Why Surgery May Not Be Necessary at All

Oct 20, 2017

Surgery is a treatment procedure that most people think is a quick fix for injuries. But it is also something that doesn’t ensure success and, yet, leaves rates of re-injury to some degree. What we may think of as a surgical fix may not be a fix at all.

Let us tell you a horror story: Being recommended with surgery has become the norm.

For what reason do you have to undergo surgery if there are other less invasive options to treat your injury?  Is there really a need to pursue unconventional surgical interventions that do not guarantee full recovery?
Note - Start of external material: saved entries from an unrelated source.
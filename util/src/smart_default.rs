//! Picks the class name to pre-select when an instructor opens session setup.
//!
//! Instructors usually teach the same class in the same weekly slot, so a
//! session created in the current weekday/hour within the last two weeks wins;
//! otherwise the most recently used class is suggested.

use chrono::{DateTime, Datelike, Duration, TimeZone, Timelike, Utc};
use serde::{Deserialize, Serialize};
use std::collections::HashMap;

/// How far back a session may be and still count as "this slot".
pub const MATCH_WINDOW_DAYS: i64 = 14;

/// Anything that records which class it was created for and when.
pub trait ClassSession {
    fn class_name(&self) -> &str;
    fn created_at(&self) -> DateTime<Utc>;
    fn radius_meters(&self) -> f64;
    fn late_threshold_minutes(&self) -> u32;
}

/// One distinct class name with the settings of its newest session.
#[derive(Debug, Clone, PartialEq, Serialize, Deserialize)]
pub struct PreviousClass {
    pub class_name: String,
    pub last_used: DateTime<Utc>,
    pub radius_meters: f64,
    pub late_threshold_minutes: u32,
}

/// Derives one entry per class name, most recently used first.
pub fn previous_classes<S: ClassSession>(sessions: &[S]) -> Vec<PreviousClass> {
    let mut latest: HashMap<&str, &S> = HashMap::new();
    for session in sessions {
        latest
            .entry(session.class_name())
            .and_modify(|current| {
                if session.created_at() > current.created_at() {
                    *current = session;
                }
            })
            .or_insert(session);
    }

    let mut classes: Vec<PreviousClass> = latest
        .into_values()
        .map(|s| PreviousClass {
            class_name: s.class_name().to_owned(),
            last_used: s.created_at(),
            radius_meters: s.radius_meters(),
            late_threshold_minutes: s.late_threshold_minutes(),
        })
        .collect();

    classes.sort_by(|a, b| {
        b.last_used
            .cmp(&a.last_used)
            .then_with(|| a.class_name.cmp(&b.class_name))
    });
    classes
}

/// Returns the class to pre-select, or `None` when no class has been used yet.
///
/// `previous` must be ordered most-recent-first. Day-of-week and hour are
/// evaluated in the time zone of `now`.
pub fn find_smart_default<Tz, S>(
    previous: &[PreviousClass],
    sessions: &[S],
    now: &DateTime<Tz>,
) -> Option<String>
where
    Tz: TimeZone,
    S: ClassSession,
{
    let most_recent = previous.first()?;
    if sessions.is_empty() {
        return Some(most_recent.class_name.clone());
    }

    let tz = now.timezone();
    let weekday = now.weekday();
    let hour = now.hour();
    let now_utc = now.with_timezone(&Utc);
    let window_start = now_utc - Duration::days(MATCH_WINDOW_DAYS);

    let best_match = sessions
        .iter()
        .filter(|s| {
            let created = s.created_at();
            if created < window_start || created > now_utc {
                return false;
            }
            let local = created.with_timezone(&tz);
            local.weekday() == weekday && local.hour() == hour
        })
        .max_by_key(|s| s.created_at());

    match best_match {
        Some(session) => Some(session.class_name().to_owned()),
        None => Some(most_recent.class_name.clone()),
    }
}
Perhaps the key is not in getting surgery but after successfully completing a rehabilitation program. This is what a 2015 BMJ Case Report shows. It details an elite English Premier League player’s return to full competition within 8 weeks of a complete ACL rupture with a problem-free follow-up at 18 months.

Why Rehabilitation May Be the Better Option

Rehabilitation is tied with empowering and supporting people to recover or change, to accomplish their maximum capacity and to live as full and dynamic lives as could possible.

Rehabilitation should begin as soon as possible to speed up recovery. It works to improve your mobility and activity levels, shorten your downtime or off-work and significantly improve your way of life.

This is where physios come in. Physiotherapists help clients by constructing personalised treatment programmes. We work with people of all ages to break down the barriers to physical function.

How Physiotherapy Helps

Physiotherapy plays a big role in any rehabilitation from injury.  What makes it a viable treatment option is because the way it addresses the problem. It improves physical restrictions, as well as enhances an individual’s abilities and strength. When physiotherapy plays the main role in your rehabilitation, you and your physio will work to:

  • Assess the nature and level of your problem
  • Set objectives with you, specifically what is most important to your needs
  • Provide treatment, support and counsel
  • Regularly monitors your progress

The very aim is to improve your strength and mobility and to find ways around any problems. For instance, if you have had a fall, your physio may prescribe some equipment to help you with movement and an activity program to improve your quality of life.

Here are the ways physiotherapy can help you:

Avoid surgery. If the conservative treatment from physiotherapy improved your pain and injury, surgery may not be needed. And even if surgery is needed, you may benefit from pre-surgery exercise-based treatments. If you are to go in a surgery healthy and in good condition, you’re more likely to recover faster afterwards. Additionally, avoiding surgery will cut your costs.

Improve mobility. In case you’re experiencing difficulty standing, walking or doing other types of movement regardless of your age, physiotherapy can help. Exercise programs work to restore mobility. By modifying an individual care plan, any activity can be rehearsed and adjusted to ensure maximum performance and safety.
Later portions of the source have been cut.